- [Task instructions] Look below for the lines from the one with "pub fn set_embedding_model(conn: &Connection, model: &str)" to the one with "every read is", and copy exactly those lines, both ends included.

- [Records provided]
+-------+
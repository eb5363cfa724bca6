//! MCP server initialization for stdio and Streamable HTTP transports.
//!
//! Both entry points build one [`MemoryFabric`] from config, serve it, and
//! close it (draining queued writes) on shutdown.

use anyhow::Result;
use rmcp::ServiceExt;

use memfabric::config::FabricConfig;
use memfabric::fabric::MemoryFabric;

use crate::tools::FabricTools;

/// Build and initialize the fabric shared by every MCP session.
async fn setup_fabric(config: &FabricConfig) -> Result<MemoryFabric> {
    let fabric = MemoryFabric::from_config(config)?;
    fabric.init().await?;
    tracing::info!(
        backend = ?config.storage.backend,
        embedding = ?config.embedding.provider,
        compression = config.optimization.compression,
        reasoning = config.optimization.reasoning,
        "memory fabric ready"
    );
    Ok(fabric)
}

/// Start the MCP server over stdio transport.
pub async fn serve_stdio(config: FabricConfig) -> Result<()> {
    tracing::info!("starting memfabric MCP server on stdio");

    let fabric = setup_fabric(&config).await?;
    let tools = FabricTools::new(fabric.clone());
    let transport = rmcp::transport::stdio();

    let server = tools.serve(transport).await?;
    tracing::info!("MCP server running, waiting for client");

    server.waiting().await?;
    fabric.close().await?;
    tracing::info!("MCP server shut down");

    Ok(())
}

/// Start the MCP server over Streamable HTTP transport.
pub async fn serve_http(config: FabricConfig) -> Result<()> {
    let bind_addr = format!("{}:{}", config.server.host, config.server.port);
    tracing::info!(addr = %bind_addr, "starting memfabric MCP server on HTTP");

    let fabric = setup_fabric(&config).await?;
    let shared = fabric.clone();

    let service = rmcp::transport::streamable_http_server::StreamableHttpService::new(
        move || Ok(FabricTools::new(shared.clone())),
        rmcp::transport::streamable_http_server::session::local::LocalSessionManager::default()
            .into(),
        Default::default(),
    );

    let router = axum::Router::new().nest_service("/mcp", service);

    let listener = tokio::net::TcpListener::bind(&bind_addr).await?;
    tracing::info!(addr = %bind_addr, "MCP server listening at http://{bind_addr}/mcp");

    axum::serve(listener, router)
        .with_graceful_shutdown(async {
            if let Err(e) = tokio::signal::ctrl_c().await {
                tracing::error!(error = %e, "failed to listen for ctrl-c");
            }
            tracing::info!("shutting down HTTP server");
        })
        .await?;

    fabric.close().await?;
    Ok(())
}
//! SQL DDL for the embedded backend.
//!
//! Defines `memories`, the `memories_vec` vec0 index keyed by the same rowid,
//! the `memory_log` audit table and `schema_meta`. All DDL uses
//! `IF NOT EXISTS`, so initialization is idempotent.

use rusqlite::{params, Connection, OptionalExtension, TransactionBehavior};

use crate::error::StorageError;

/// Schema version this binary writes.
pub const SCHEMA_VERSION: u32 = 1;

const SCHEMA_SQL: &str = r#"
CREATE TABLE IF NOT EXISTS memories (
    id INTEGER PRIMARY KEY AUTOINCREMENT,
    content TEXT NOT NULL,
    role TEXT CHECK(role IS NULL OR role IN ('user','assistant','system','tool')),
    entity_id TEXT,
    process_id TEXT,
    session_id TEXT,
    created_at TEXT NOT NULL,
    metadata TEXT NOT NULL DEFAULT '{}'
);

CREATE INDEX IF NOT EXISTS idx_memories_entity ON memories(entity_id);
CREATE INDEX IF NOT EXISTS idx_memories_process ON memories(process_id);
CREATE INDEX IF NOT EXISTS idx_memories_session ON memories(session_id);

CREATE TABLE IF NOT EXISTS memory_log (
    id INTEGER PRIMARY KEY AUTOINCREMENT,
    operation TEXT NOT NULL CHECK(operation IN ('create','delete')),
    memory_id INTEGER NOT NULL,
    details TEXT,
    created_at TEXT NOT NULL
);

CREATE TABLE IF NOT EXISTS schema_meta (
    key TEXT PRIMARY KEY,
    value TEXT NOT NULL
);
"#;

/// vec0 takes its width in the DDL, so this one is formatted per store.
fn vec_table_sql(dimension: usize) -> String {
    format!(
        "CREATE VIRTUAL TABLE IF NOT EXISTS memories_vec USING vec0(embedding FLOAT[{dimension}]);"
    )
}

/// Create all tables and record the schema version and vector dimension.
///
/// Fails with [`StorageError::DimensionMismatch`] if the file was created for
/// a different dimension.
pub fn init_schema(conn: &mut Connection, dimension: usize) -> Result<(), StorageError> {
    // Write lock up front: concurrent initializers wait on the busy timeout
    // rather than fail a read-to-write upgrade.
    let tx = conn.transaction_with_behavior(TransactionBehavior::Immediate)?;
    tx.execute_batch(SCHEMA_SQL)?;

    if let Some(stored) = stored_dimension(&tx)? {
        if stored != dimension {
            return Err(StorageError::DimensionMismatch {
                expected: stored,
                actual: dimension,
            });
        }
    }

    tx.execute_batch(&vec_table_sql(dimension))?;
    tx.execute(
        "INSERT OR IGNORE INTO schema_meta (key, value) VALUES ('schema_version', ?1)",
        params![SCHEMA_VERSION.to_string()],
    )?;
    tx.execute(
        "INSERT OR IGNORE INTO schema_meta (key, value) VALUES ('dimension', ?1)",
        params![dimension.to_string()],
    )?;
    tx.commit()?;
    Ok(())
}

/// Dimension the database was created with, if it has been initialized.
pub fn stored_dimension(conn: &Connection) -> Result<Option<usize>, StorageError> {
    let value: Option<String> = conn
        .query_row(
            "SELECT value FROM schema_meta WHERE key = 'dimension'",
            [],
            |row| row.get(0),
        )
        .optional()?;
    Ok(value.and_then(|v| v.parse().ok()))
}

/// Get the stored embedding model identifier, if any.
pub fn get_embedding_model(conn: &Connection) -> Result<Option<String>, StorageError> {
    Ok(conn
        .query_row(
            "SELECT value FROM schema_meta WHERE key = 'embedding_model'",
            [],
            |row| row.get(0),
        )
        .optional()?)
}

/// Set the stored embedding model identifier.
pub fn set_embedding_model(conn: &Connection, model: &str) -> Result<(), StorageError> {
    conn.execute(
        "INSERT OR REPLACE INTO schema_meta (key, value) VALUES ('embedding_model', ?1)",
        [model],
    )?;
    Ok(())
}
//! Attributed long-term memory for LLM applications.
//!
//! memfabric stores conversational and factual snippets as vectors, finds the
//! ones relevant to a query, and can optionally use a text-generation model to
//! compress what is stored and to rewrite what is searched for ("compress on
//! write, reason on read", the CLaRa pipeline). Every record is attributed to
//! a tenant (`entity_id`) and the process acting for it, and every read is
//! scoped to that attribution.
//!
//! # Architecture
//!
//! - **Storage**: a [`VectorStore`](store::VectorStore) contract with two
//!   backends: embedded SQLite with [sqlite-vec](https://github.com/asg017/sqlite-vec),
//!   and PostgreSQL with [pgvector](https://github.com/pgvector/pgvector)
//! - **Embeddings**: local ONNX Runtime (all-MiniLM-L6-v2 by default), any
//!   OpenAI-compatible `/embeddings` endpoint, or an offline hashing embedder
//! - **Generation**: OpenAI-compatible chat completions or the Anthropic
//!   messages API, used only by the optimization stages
//! - **Background writes**: a tracked queue with snapshot drain and a full
//!   drain on close
//!
//! # Modules
//!
//! - [`config`]: TOML + environment configuration
//! - [`db`]: SQLite connection setup and schema
//! - [`store`]: the vector record store contract and its backends
//! - [`embedding`]: text-to-vector collaborators
//! - [`generation`]: prompt-to-text collaborators
//! - [`clara`]: compression and reasoning stages
//! - [`fabric`]: the orchestrator, attribution and write queue
//!
//! # Example
//!
//! ```no_run
//! use std::sync::Arc;
//! use memfabric::embedding::hash::HashEmbedder;
//! use memfabric::fabric::{Attribution, MemoryFabric};
//! use memfabric::store::sqlite::SqliteStore;
//! use memfabric::types::Role;
//!
//! # async fn run() -> Result<(), memfabric::error::FabricError> {
//! let store = Arc::new(SqliteStore::open("memory.db", 384)?);
//! let fabric = MemoryFabric::builder(store, Arc::new(HashEmbedder::new(384)?)).build()?;
//! fabric.init().await?;
//!
//! let user = fabric.scoped(Attribution::new("user-1", "assistant"));
//! user.add_memory("Prefers aisle seats on long flights", Role::User).await?;
//! let context = user.retrieve_context("booking a flight").await?;
//! println!("{context}");
//!
//! fabric.close().await?;
//! # Ok(())
//! # }
//! ```

pub mod clara;
pub mod config;
pub mod db;
pub mod embedding;
pub mod error;
pub mod fabric;
pub mod generation;
pub mod store;
pub mod types;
+-------+
- [Answer to this exercise]
pub fn set_embedding_model(conn: &Connection, model: &str) -> Result<(), StorageError> {
    conn.execute(
        "INSERT OR REPLACE INTO schema_meta (key, value) VALUES ('embedding_model', ?1)",
        [model],
    )?;
    Ok(())
}
//! Attributed long-term memory for LLM applications.
//!
//! memfabric stores conversational and factual snippets as vectors, finds the
//! ones relevant to a query, and can optionally use a text-generation model to
//! compress what is stored and to rewrite what is searched for ("compress on
//! write, reason on read", the CLaRa pipeline). Every record is attributed to
//! a tenant (`entity_id`) and the process acting for it, and every read is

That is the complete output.